About this exercise:
Scan the records below. Copy every line in which the word "bound" appears.

[Saved entries]
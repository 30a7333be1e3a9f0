#![forbid(unsafe_code)]

//! Date-picker calendar: focus-date state, navigation, and labelling.
//!
//! A [`Calendar`] owns one focus date and changes it only through
//! [`reduce`]. Key events are translated by [`action_for_key`]; action
//! buttons dispatch their bound [`Action`] on click or Space/Enter.
//! The month grid in [`grid`] derives its cells and roving tabindex from
//! the focus date.
//!
//! The keymap is live while the calendar is mounted: [`Calendar::mount`]
//! registers an ambient focus scope, and the scope is released on
//! [`Calendar::unmount`] or drop.

mod action;
pub mod grid;
mod keymap;

pub use action::{
    Action, WEEK_START, days_from_week_start, end_of_week, reduce, reduce_opt, start_of_week,
};
pub use keymap::action_for_key;

use chrono::NaiveDate;
use wai_core::{Document, Event, FocusScopes, KeyCode, KeyEvent, NodeId, Reach, ScopeGuard, ScopeId};

use crate::stateful::{StateKey, Stateful};
use crate::{Widget, instance_prefix};

/// A Gregorian calendar date.
pub type CalendarDate = NaiveDate;

/// Today in the local time zone.
#[must_use]
pub fn today() -> CalendarDate {
    chrono::Local::now().date_naive()
}

/// Calendar configuration.
#[derive(Debug, Clone, Copy, PartialEq, Eq, Default)]
#[cfg_attr(
    feature = "state-persistence",
    derive(serde::Serialize, serde::Deserialize)
)]
pub struct CalendarConfig {
    /// Seed for the focus date; defaults to today.
    pub initial_focus_date: Option<CalendarDate>,
}

impl CalendarConfig {
    #[must_use]
    pub fn initial_focus_date(mut self, date: CalendarDate) -> Self {
        self.initial_focus_date = Some(date);
        self
    }
}

/// The calendar's only mutable state.
#[derive(Debug, Clone, Copy, PartialEq, Eq)]
pub struct CalendarFocusState {
    pub focus_date: CalendarDate,
}

/// Calendar root widget.
#[derive(Debug)]
pub struct Calendar {
    prefix: String,
    state: CalendarFocusState,
    grid_label_id: String,
    scope: Option<ScopeGuard>,
}

impl Calendar {
    #[must_use]
    pub fn new(config: CalendarConfig) -> Self {
        let prefix = instance_prefix("calendar");
        let grid_label_id = format!("{prefix}-grid-label");
        Self {
            prefix,
            state: CalendarFocusState {
                focus_date: config.initial_focus_date.unwrap_or_else(today),
            },
            grid_label_id,
            scope: None,
        }
    }

    #[must_use]
    pub fn focus_date(&self) -> CalendarDate {
        self.state.focus_date
    }

    #[must_use]
    pub fn state(&self) -> CalendarFocusState {
        self.state
    }

    /// Id shared by the title and the grid's `aria-labelledby`.
    #[must_use]
    pub fn grid_label_id(&self) -> &str {
        &self.grid_label_id
    }

    /// Apply an action (or nothing). Returns whether the focus date changed.
    pub fn dispatch(&mut self, action: impl Into<Option<Action>>) -> bool {
        let action = action.into();
        let before = self.state.focus_date;
        self.state.focus_date = reduce_opt(before, action);
        #[cfg(feature = "tracing")]
        tracing::debug!(
            action = action.map(Action::label),
            from = %before,
            to = %self.state.focus_date,
            "calendar dispatch"
        );
        self.state.focus_date != before
    }

    /// Translate and dispatch a key. Returns the action it mapped to.
    pub fn handle_key(&mut self, key: &KeyEvent) -> Option<Action> {
        let action = action_for_key(key)?;
        self.dispatch(action);
        Some(action)
    }

    /// Handle a routed event. Clicks are ignored here; see
    /// [`Calendar::handle_button_event`].
    pub fn handle_event(&mut self, event: &Event) -> Option<Action> {
        match event {
            Event::Key(key) => self.handle_key(key),
            Event::Click(_) => None,
        }
    }

    /// Handle input aimed at an action button.
    ///
    /// A click on `button` dispatches `action`; so do Space and Enter while
    /// `button` holds focus.
    pub fn handle_button_event(
        &mut self,
        action: Action,
        button: NodeId,
        event: &Event,
        doc: &Document,
    ) -> bool {
        let activates = match event {
            Event::Click(target) => *target == button,
            Event::Key(key) => {
                key.is_press()
                    && matches!(key.code, KeyCode::Space | KeyCode::Enter)
                    && doc.active_element() == Some(button)
            }
        };
        if activates {
            self.dispatch(action);
        }
        activates
    }

    /// Start listening to the keyboard for the lifetime of the mount.
    pub fn mount(&mut self, container: NodeId, scopes: &FocusScopes) -> ScopeId {
        let guard = scopes.register(container, Reach::Ambient);
        let id = guard.id();
        self.scope = Some(guard);
        id
    }

    /// Stop listening to the keyboard.
    pub fn unmount(&mut self) {
        self.scope = None;
    }

    #[must_use]
    pub fn is_mounted(&self) -> bool {
        self.scope.is_some()
    }

    #[must_use]
    pub fn scope_id(&self) -> Option<ScopeId> {
        self.scope.as_ref().map(ScopeGuard::id)
    }

    /// Live-region title labelling the grid.
    #[must_use]
    pub fn title(&self) -> TitleView {
        TitleView {
            id: self.grid_label_id.clone(),
            text: month_year_label(self.state.focus_date),
        }
    }

    /// View for a button bound to `action`.
    #[must_use]
    pub fn button(&self, action: Action) -> ButtonView {
        ButtonView { action }
    }
}

/// Default title text, e.g. `January 1970`.
#[must_use]
pub fn month_year_label(date: CalendarDate) -> String {
    date.format("%B %Y").to_string()
}

/// Calendar title attributes.
#[derive(Debug, Clone, PartialEq, Eq)]
pub struct TitleView {
    pub id: String,
    pub text: String,
}

impl TitleView {
    /// Replace the default month/year text.
    #[must_use]
    pub fn with_text(mut self, text: impl Into<String>) -> Self {
        self.text = text.into();
        self
    }
}

impl Widget for TitleView {
    fn render(&self, node: NodeId, doc: &mut Document) {
        doc.set_attr(node, "id", self.id.as_str());
        doc.set_attr(node, "aria-live", "polite");
        doc.set_text(node, self.text.as_str());
    }
}

/// Action button attributes.
#[derive(Debug, Clone, Copy, PartialEq, Eq)]
pub struct ButtonView {
    pub action: Action,
}

impl Widget for ButtonView {
    fn render(&self, node: NodeId, doc: &mut Document) {
        doc.set_attr(node, "type", "button");
        doc.set_attr(node, "aria-label", self.action.label());
    }
}

/// Persisted calendar state.
#[derive(Debug, Clone, Copy, Default, PartialEq, Eq)]
#[cfg_attr(
    feature = "state-persistence",
    derive(serde::Serialize, serde::Deserialize)
)]
pub struct CalendarPersist {
    pub focus_date: Option<CalendarDate>,
}

impl Stateful for Calendar {
    type State = CalendarPersist;

    fn state_key(&self) -> StateKey {
        StateKey::new("Calendar", self.prefix.as_str())
    }

    fn save_state(&self) -> CalendarPersist {
        CalendarPersist {
            focus_date: Some(self.state.focus_date),
        }
    }

    fn restore_state(&mut self, state: CalendarPersist) {
        if let Some(date) = state.focus_date {
            self.state.focus_date = date;
        }
    }
}

#[cfg(test)]
mod tests {
    use super::*;
    use wai_core::Modifiers;

    fn d(y: i32, m: u32, day: u32) -> CalendarDate {
        NaiveDate::from_ymd_opt(y, m, day).unwrap()
    }

    fn epoch() -> Calendar {
        Calendar::new(CalendarConfig::default().initial_focus_date(d(1970, 1, 1)))
    }

    #[test]
    fn seeds_from_config() {
        assert_eq!(epoch().focus_date(), d(1970, 1, 1));
    }

    #[test]
    fn seeds_from_today_without_config() {
        let before = today();
        let cal = Calendar::new(CalendarConfig::default());
        let after = today();
        assert!(cal.focus_date() == before || cal.focus_date() == after);
    }

    #[test]
    fn dispatch_reports_change() {
        let mut cal = epoch();
        assert!(cal.dispatch(Action::NextMonth));
        assert_eq!(cal.focus_date(), d(1970, 2, 1));
        assert!(!cal.dispatch(None));
        assert_eq!(cal.focus_date(), d(1970, 2, 1));
    }

    #[test]
    fn keys_drive_the_reducer() {
        let mut cal = epoch();
        let shift_down = KeyEvent::new(KeyCode::PageDown).with_modifiers(Modifiers::SHIFT);
        assert_eq!(cal.handle_key(&shift_down), Some(Action::NextYear));
        assert_eq!(cal.focus_date(), d(1971, 1, 1));
        assert_eq!(cal.handle_event(&Event::key(KeyCode::Tab)), None);
        assert_eq!(cal.focus_date(), d(1971, 1, 1));
    }

    #[test]
    fn title_defaults_to_month_and_year() {
        let mut cal = epoch();
        let title = cal.title();
        assert_eq!(title.text, "January 1970");
        assert_eq!(title.id, cal.grid_label_id());
        cal.dispatch(Action::NextMonth);
        assert_eq!(cal.title().text, "February 1970");
        assert_eq!(cal.title().with_text("custom").text, "custom");
    }

    #[test]
    fn title_renders_live_region() {
        let cal = epoch();
        let mut doc = Document::new();
        let h2 = doc.create_in(doc.root(), "h2");
        cal.title().render(h2, &mut doc);
        assert_eq!(doc.attr(h2, "aria-live"), Some("polite"));
        assert_eq!(doc.text(h2), "January 1970");
        assert_eq!(doc.attr(h2, "id"), Some(cal.grid_label_id()));
    }

    #[test]
    fn buttons_are_labelled_by_action() {
        let cal = epoch();
        let mut doc = Document::new();
        let btn = doc.create_in(doc.root(), "button");
        cal.button(Action::PreviousYear).render(btn, &mut doc);
        assert_eq!(doc.attr(btn, "aria-label"), Some("previous year"));
    }

    #[test]
    fn button_click_and_space_dispatch() {
        let mut cal = epoch();
        let mut doc = Document::new();
        let btn = doc.create_in(doc.root(), "button");

        assert!(cal.handle_button_event(Action::NextMonth, btn, &Event::Click(btn), &doc));
        assert_eq!(cal.focus_date(), d(1970, 2, 1));

        let space = Event::key(KeyCode::Space);
        assert!(!cal.handle_button_event(Action::NextMonth, btn, &space, &doc));
        doc.focus(btn);
        assert!(cal.handle_button_event(Action::NextMonth, btn, &space, &doc));
        assert_eq!(cal.focus_date(), d(1970, 3, 1));
    }

    #[test]
    fn mount_registers_ambient_scope_until_unmount() {
        let mut cal = epoch();
        let mut doc = Document::new();
        let container = doc.create_in(doc.root(), "div");
        let scopes = FocusScopes::new();

        let id = cal.mount(container, &scopes);
        assert!(cal.is_mounted());
        assert_eq!(scopes.owner(&doc), Some(id));

        cal.unmount();
        assert!(!cal.is_mounted());
        assert!(scopes.is_empty());
    }

    #[test]
    fn dropping_a_mounted_calendar_releases_its_scope() {
        let mut doc = Document::new();
        let container = doc.create_in(doc.root(), "div");
        let scopes = FocusScopes::new();
        {
            let mut cal = epoch();
            cal.mount(container, &scopes);
            assert_eq!(scopes.depth(), 1);
        }
        assert!(scopes.is_empty());
    }
}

Output for this task:
//! buttons dispatch their bound [`Action`] on click or Space/Enter.
    /// View for a button bound to `action`.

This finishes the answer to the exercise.